Saved entries:
============
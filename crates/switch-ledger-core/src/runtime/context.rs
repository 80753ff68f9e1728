// crates/switch-ledger-core/src/runtime/context.rs
// ============================================================================
// Module: Switch Ledger Call Context
// Description: Deadline and cancellation token threaded through store calls.
// Purpose: Let callers bound the total latency of retrying operations.
// Dependencies: std
// ============================================================================

//! ## Overview
//! Every store operation takes a [`StoreContext`]. The context is checked
//! before each backend call and before each retry pause, so a deadline or an
//! explicit cancel bounds the whole retry-to-convergence loop rather than a
//! single backend round trip.

// ============================================================================
// SECTION: Imports
// ============================================================================

use std::sync::Arc;
use std::sync::atomic::AtomicBool;
use std::sync::atomic::Ordering;
use std::time::Duration;
use std::time::Instant;

use thiserror::Error;

// ============================================================================
// SECTION: Errors
// ============================================================================

/// Context expiry conditions.
///
/// # Invariants
/// - Variants are stable for programmatic handling.
#[derive(Debug, Error, Clone, Copy, PartialEq, Eq)]
pub enum ContextError {
    /// The context deadline passed before the operation completed.
    #[error("deadline exceeded")]
    DeadlineExceeded,
    /// The caller canceled the operation.
    #[error("operation canceled")]
    Canceled,
}

// ============================================================================
// SECTION: Store Context
// ============================================================================

/// Deadline/cancellation token for store operations.
///
/// # Invariants
/// - An unbounded context never expires.
/// - Once expired or canceled, a context stays expired.
#[derive(Debug, Clone, Default)]
pub struct StoreContext {
    /// Absolute point after which the operation must stop.
    deadline: Option<Instant>,
    /// Shared cancel flag raised by a [`CancelHandle`].
    cancel: Option<Arc<AtomicBool>>,
}

impl StoreContext {
    /// Creates a context with no deadline and no cancel handle.
    #[must_use]
    pub const fn unbounded() -> Self {
        Self {
            deadline: None,
            cancel: None,
        }
    }

    /// Creates a context expiring `timeout` from now.
    #[must_use]
    pub fn with_timeout(timeout: Duration) -> Self {
        Self::with_deadline(Instant::now() + timeout)
    }

    /// Creates a context expiring at an absolute instant.
    #[must_use]
    pub const fn with_deadline(deadline: Instant) -> Self {
        Self {
            deadline: Some(deadline),
            cancel: None,
        }
    }

    /// Attaches a cancel flag, returning the context and its handle.
    #[must_use]
    pub fn cancellable(mut self) -> (Self, CancelHandle) {
        let flag = Arc::new(AtomicBool::new(false));
        self.cancel = Some(Arc::clone(&flag));
        (self, CancelHandle {
            flag,
        })
    }

    /// Returns the time left before the deadline, if one is set.
    #[must_use]
    pub fn remaining(&self) -> Option<Duration> {
        self.deadline.map(|deadline| deadline.saturating_duration_since(Instant::now()))
    }

    /// Clamps a pause to the remaining deadline budget.
    #[must_use]
    pub fn clamp(&self, pause: Duration) -> Duration {
        self.remaining().map_or(pause, |remaining| pause.min(remaining))
    }

    /// Verifies the context is still live.
    ///
    /// # Errors
    ///
    /// Returns [`ContextError::Canceled`] when the cancel flag is raised, or
    /// [`ContextError::DeadlineExceeded`] when the deadline has passed.
    pub fn ensure_active(&self) -> Result<(), ContextError> {
        if self.cancel.as_ref().is_some_and(|flag| flag.load(Ordering::Acquire)) {
            return Err(ContextError::Canceled);
        }
        if self.deadline.is_some_and(|deadline| Instant::now() >= deadline) {
            return Err(ContextError::DeadlineExceeded);
        }
        Ok(())
    }
}

// ============================================================================
// SECTION: Cancel Handle
// ============================================================================

/// Handle raising the cancel flag of a [`StoreContext`].
#[derive(Debug, Clone)]
pub struct CancelHandle {
    /// Flag shared with the associated context.
    flag: Arc<AtomicBool>,
}

impl CancelHandle {
    /// Cancels every operation using the associated context.
    pub fn cancel(&self) {
        self.flag.store(true, Ordering::Release);
    }
}
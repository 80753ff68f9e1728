// crates/switch-ledger-core/src/runtime/store.rs
// ============================================================================
// Module: Switch Ledger In-Memory Backend
// Description: Mutex-guarded map backend implementing conditional writes.
// Purpose: Provide a process-local backend for tests and embedding.
// Dependencies: std::sync, crate::interfaces
// ============================================================================

//! ## Overview
//! [`MemoryBackend`] keeps every row in a `BTreeMap` ordered by
//! [`RowKey`], so partition queries are range scans. A transaction holds the
//! map lock across evaluation and application: every condition is checked
//! against the pre-transaction state, and mutations apply only if all
//! conditions pass. Cancellation reports one [`CancellationReason`] per
//! operation in submission order.

// ============================================================================
// SECTION: Imports
// ============================================================================

use std::collections::BTreeMap;
use std::sync::Mutex;
use std::sync::PoisonError;

use crate::interfaces::BackendError;
use crate::interfaces::CancellationReason;
use crate::interfaces::Item;
use crate::interfaces::KeyValueBackend;
use crate::interfaces::QueryRequest;
use crate::interfaces::RowKey;
use crate::interfaces::TransactWriteError;
use crate::interfaces::TransactionCancellation;
use crate::interfaces::WriteOp;

// ============================================================================
// SECTION: Memory Backend
// ============================================================================

/// Process-local backend over a mutex-guarded ordered map.
///
/// # Invariants
/// - Conditions evaluate against the state as of transaction entry; no
///   partial application is ever visible.
#[derive(Debug, Default)]
pub struct MemoryBackend {
    /// Rows ordered partition-major by [`RowKey`].
    rows: Mutex<BTreeMap<RowKey, Item>>,
}

impl MemoryBackend {
    /// Creates an empty backend.
    #[must_use]
    pub fn new() -> Self {
        Self::default()
    }

    /// Number of rows currently stored. Test and diagnostics aid.
    ///
    /// # Errors
    ///
    /// Returns [`BackendError::Backend`] if the row lock is poisoned.
    pub fn row_count(&self) -> Result<usize, BackendError> {
        Ok(self.rows.lock().map_err(poisoned)?.len())
    }
}

/// Maps a poisoned lock to a backend error.
fn poisoned<T>(_: PoisonError<T>) -> BackendError {
    BackendError::Backend("row lock poisoned".to_string())
}

impl KeyValueBackend for MemoryBackend {
    fn get(&self, key: &RowKey) -> Result<Option<Item>, BackendError> {
        let rows = self.rows.lock().map_err(poisoned)?;
        Ok(rows.get(key).cloned())
    }

    fn query(&self, request: &QueryRequest) -> Result<Vec<Item>, BackendError> {
        let rows = self.rows.lock().map_err(poisoned)?;
        let lower = RowKey::new(request.partition.clone(), String::new());
        let mut matched: Vec<Item> = rows
            .range(lower..)
            .take_while(|(key, _)| key.partition == request.partition)
            .filter(|(key, _)| request.sort.matches(&key.sort))
            .map(|(_, item)| item.clone())
            .collect();
        if !request.scan_forward {
            matched.reverse();
        }
        if let Some(limit) = request.limit {
            matched.truncate(limit);
        }
        Ok(matched)
    }

    fn transact_write(&self, ops: &[WriteOp]) -> Result<(), TransactWriteError> {
        let mut rows = self.rows.lock().map_err(poisoned)?;

        // Two ops addressing the same row would make the evaluate-then-apply
        // split ambiguous; reject the transaction outright.
        for (index, op) in ops.iter().enumerate() {
            let target = op.target_key().map_err(TransactWriteError::Backend)?;
            for earlier in &ops[..index] {
                let earlier_key = earlier.target_key().map_err(TransactWriteError::Backend)?;
                if earlier_key == target {
                    return Err(TransactWriteError::Backend(BackendError::Invalid(format!(
                        "duplicate target key in transaction: {}/{}",
                        target.partition, target.sort
                    ))));
                }
            }
        }

        // Evaluate every condition against the pre-transaction state.
        let mut reasons = Vec::with_capacity(ops.len());
        let mut failed = false;
        for op in ops {
            let target = op.target_key().map_err(TransactWriteError::Backend)?;
            let existing = rows.get(&target);
            let passes = op.condition().is_none_or(|cond| cond.evaluate(existing));
            if passes {
                reasons.push(CancellationReason::passed());
            } else {
                failed = true;
                let item = if op.wants_previous() {
                    existing.cloned()
                } else {
                    None
                };
                reasons.push(CancellationReason::condition_failed(item));
            }
        }
        if failed {
            return Err(TransactWriteError::Canceled(TransactionCancellation {
                reasons,
            }));
        }

        // All conditions passed; apply every mutation.
        for op in ops {
            match op {
                WriteOp::Put(put) => {
                    let key = put.item.key().map_err(TransactWriteError::Backend)?;
                    rows.insert(key, put.item.clone());
                }
                WriteOp::Update(update) => {
                    let entry = rows
                        .entry(update.key.clone())
                        .or_insert_with(|| Item::for_key(&update.key));
                    for assignment in &update.assignments {
                        entry.set(&assignment.attribute, assignment.value.clone());
                    }
                }
            }
        }
        Ok(())
    }
}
============
What this task involves >> Please transcribe exactly the lines above from the line that has "SECTION: Store Context" up to and including the line that has "context stays expired."; no other line belongs in the answer.

Task result >>
// SECTION: Store Context
// ============================================================================

/// Deadline/cancellation token for store operations.
///
/// # Invariants
/// - An unbounded context never expires.
/// - Once expired or canceled, a context stays expired.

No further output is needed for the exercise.